● **About this task**:
Write each of the records out again exactly.

Data extract START

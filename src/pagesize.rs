//! Pre-defined paper sizes and the document's page specification.
//!
//! All sizes are in native units (1/1000 inch) and given in portrait orientation
//! (width ≤ height). A [`PageSpec`] applies the configured [`Orientation`].
//!
//! # Available Sizes
//!
//! ## North American
//! `LETTER`, `HALF_LETTER`, `JUNIOR_LEGAL`, `LEGAL`, `TABLOID`, `LEDGER`
//!
//! ## ANSI
//! `ANSI_A` through `ANSI_E`
//!
//! ## ISO A-Series
//! `A0` through `A6`
//!
//! ## Traditional
//! `FOLIO`, `QUARTO`, `OCTAVO`

use crate::units::Pt;
use std::fmt;
use std::str::FromStr;

/// Paper dimensions as (width, height) in native units
pub type PaperSize = (i32, i32);

// north american sizes
pub const LETTER: PaperSize = (8500, 11000);
pub const HALF_LETTER: PaperSize = (5500, 8500);
pub const JUNIOR_LEGAL: PaperSize = (5000, 8000);
pub const LEGAL: PaperSize = (8500, 13000);
pub const TABLOID: PaperSize = (11000, 17000);
pub const LEDGER: PaperSize = (11000, 17000);

// ansi sizes
pub const ANSI_A: PaperSize = (8500, 11000);
pub const ANSI_B: PaperSize = (11000, 17000);
pub const ANSI_C: PaperSize = (17000, 22000);
pub const ANSI_D: PaperSize = (22000, 34000);
pub const ANSI_E: PaperSize = (34000, 44000);

// traditional sizes
pub const FOLIO: PaperSize = (12000, 19000);
pub const QUARTO: PaperSize = (9500, 12000);
pub const OCTAVO: PaperSize = (6000, 9000);

// iso a-series (converted from mm and rounded)
pub const A0: PaperSize = (33110, 46811);
pub const A1: PaperSize = (23386, 33110);
pub const A2: PaperSize = (16535, 23386);
pub const A3: PaperSize = (11693, 16535);
pub const A4: PaperSize = (8268, 11693);
pub const A5: PaperSize = (5827, 8268);
pub const A6: PaperSize = (4134, 5827);

/// Look up a paper size by its (case-insensitive) name, e.g. `letter` or `a4`
pub fn by_name(name: &str) -> Option<PaperSize> {
    let size = match name.trim().to_ascii_lowercase().replace([' ', '_'], "-").as_str() {
        "letter" => LETTER,
        "half-letter" => HALF_LETTER,
        "junior-legal" => JUNIOR_LEGAL,
        "legal" => LEGAL,
        "tabloid" => TABLOID,
        "ledger" => LEDGER,
        "ansi-a" => ANSI_A,
        "ansi-b" => ANSI_B,
        "ansi-c" => ANSI_C,
        "ansi-d" => ANSI_D,
        "ansi-e" => ANSI_E,
        "folio" => FOLIO,
        "quarto" => QUARTO,
        "octavo" => OCTAVO,
        "a0" => A0,
        "a1" => A1,
        "a2" => A2,
        "a3" => A3,
        "a4" => A4,
        "a5" => A5,
        "a6" => A6,
        _ => return None,
    };
    Some(size)
}

#[derive(Debug, Default, Copy, Clone, PartialEq, Eq)]
pub enum Orientation {
    Portrait,
    #[default]
    Landscape,
}

impl FromStr for Orientation {
    type Err = String;

    fn from_str(s: &str) -> Result<Self, Self::Err> {
        match s.trim().to_ascii_lowercase().as_str() {
            "portrait" => Ok(Orientation::Portrait),
            "landscape" => Ok(Orientation::Landscape),
            other => Err(format!("expected 'portrait' or 'landscape', found '{other}'")),
        }
    }
}

impl fmt::Display for Orientation {
    fn fmt(&self, f: &mut fmt::Formatter<'_>) -> fmt::Result {
        match self {
            Orientation::Portrait => write!(f, "portrait"),
            Orientation::Landscape => write!(f, "landscape"),
        }
    }
}

/// The size of every page in the document. Fixed once the document starts.
#[derive(Debug, Copy, Clone, PartialEq, Eq)]
pub struct PageSpec {
    pub width: i32,
    pub height: i32,
    pub orientation: Orientation,
}

impl PageSpec {
    /// Build a page spec from a paper size, swapping the dimensions as needed so that
    /// landscape pages are at least as wide as they are tall and portrait pages are
    /// at least as tall as they are wide
    pub fn new(size: PaperSize, orientation: Orientation) -> PageSpec {
        let (short, long) = if size.0 <= size.1 {
            size
        } else {
            (size.1, size.0)
        };
        let (width, height) = match orientation {
            Orientation::Portrait => (short, long),
            Orientation::Landscape => (long, short),
        };
        PageSpec {
            width,
            height,
            orientation,
        }
    }

    /// Page size in PDF points
    pub fn size_pt(&self) -> (Pt, Pt) {
        (Pt::from_native(self.width), Pt::from_native(self.height))
    }
}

Data extract END

● **Answer area**:
filename src/pagesize.rs
//! Pre-defined paper sizes and the document's page specification.
//!
//! All sizes are in native units (1/1000 inch) and given in portrait orientation
//! (width ≤ height). A [`PageSpec`] applies the configured [`Orientation`].
//!
//! # Available Sizes
//!
//! ## North American
//! `LETTER`, `HALF_LETTER`, `JUNIOR_LEGAL`, `LEGAL`, `TABLOID`, `LEDGER`
//!
//! ## ANSI
//! `ANSI_A` through `ANSI_E`
//!
//! ## ISO A-Series
//! `A0` through `A6`
//!
//! ## Traditional
//! `FOLIO`, `QUARTO`, `OCTAVO`

use crate::units::Pt;
use std::fmt;
use std::str::FromStr;

/// Paper dimensions as (width, height) in native units
pub type PaperSize = (i32, i32);

// north american sizes
pub const LETTER: PaperSize = (8500, 11000);
pub const HALF_LETTER: PaperSize = (5500, 8500);
pub const JUNIOR_LEGAL: PaperSize = (5000, 8000);
pub const LEGAL: PaperSize = (8500, 13000);
pub const TABLOID: PaperSize = (11000, 17000);
pub const LEDGER: PaperSize = (11000, 17000);

// ansi sizes
pub const ANSI_A: PaperSize = (8500, 11000);
pub const ANSI_B: PaperSize = (11000, 17000);
pub const ANSI_C: PaperSize = (17000, 22000);
pub const ANSI_D: PaperSize = (22000, 34000);
pub const ANSI_E: PaperSize = (34000, 44000);

// traditional sizes
pub const FOLIO: PaperSize = (12000, 19000);
pub const QUARTO: PaperSize = (9500, 12000);
pub const OCTAVO: PaperSize = (6000, 9000);

// iso a-series (converted from mm and rounded)
pub const A0: PaperSize = (33110, 46811);
pub const A1: PaperSize = (23386, 33110);
pub const A2: PaperSize = (16535, 23386);
pub const A3: PaperSize = (11693, 16535);
pub const A4: PaperSize = (8268, 11693);
pub const A5: PaperSize = (5827, 8268);
pub const A6: PaperSize = (4134, 5827);

/// Look up a paper size by its (case-insensitive) name, e.g. `letter` or `a4`
pub fn by_name(name: &str) -> Option<PaperSize> {
    let size = match name.trim().to_ascii_lowercase().replace([' ', '_'], "-").as_str() {
        "letter" => LETTER,
        "half-letter" => HALF_LETTER,
        "junior-legal" => JUNIOR_LEGAL,
        "legal" => LEGAL,
        "tabloid" => TABLOID,
        "ledger" => LEDGER,
        "ansi-a" => ANSI_A,
        "ansi-b" => ANSI_B,
        "ansi-c" => ANSI_C,
        "ansi-d" => ANSI_D,
        "ansi-e" => ANSI_E,
        "folio" => FOLIO,
        "quarto" => QUARTO,
        "octavo" => OCTAVO,
        "a0" => A0,
        "a1" => A1,
        "a2" => A2,
        "a3" => A3,
        "a4" => A4,
        "a5" => A5,
        "a6" => A6,
        _ => return None,
    };
    Some(size)
}

#[derive(Debug, Default, Copy, Clone, PartialEq, Eq)]
pub enum Orientation {
    Portrait,
    #[default]
    Landscape,
}

impl FromStr for Orientation {
    type Err = String;

    fn from_str(s: &str) -> Result<Self, Self::Err> {
        match s.trim().to_ascii_lowercase().as_str() {
            "portrait" => Ok(Orientation::Portrait),
            "landscape" => Ok(Orientation::Landscape),
            other => Err(format!("expected 'portrait' or 'landscape', found '{other}'")),
        }
    }
}

impl fmt::Display for Orientation {
    fn fmt(&self, f: &mut fmt::Formatter<'_>) -> fmt::Result {
        match self {
            Orientation::Portrait => write!(f, "portrait"),
            Orientation::Landscape => write!(f, "landscape"),
        }
    }
}

/// The size of every page in the document. Fixed once the document starts.
#[derive(Debug, Copy, Clone, PartialEq, Eq)]
pub struct PageSpec {
    pub width: i32,
    pub height: i32,
    pub orientation: Orientation,
}

impl PageSpec {
    /// Build a page spec from a paper size, swapping the dimensions as needed so that
    /// landscape pages are at least as wide as they are tall and portrait pages are
    /// at least as tall as they are wide
    pub fn new(size: PaperSize, orientation: Orientation) -> PageSpec {
        let (short, long) = if size.0 <= size.1 {
            size
        } else {
            (size.1, size.0)
        };
        let (width, height) = match orientation {
            Orientation::Portrait => (short, long),
            Orientation::Landscape => (long, short),
        };
        PageSpec {
            width,
            height,
            orientation,
        }
    }

    /// Page size in PDF points
    pub fn size_pt(&self) -> (Pt, Pt) {
        (Pt::from_native(self.width), Pt::from_native(self.height))
    }
}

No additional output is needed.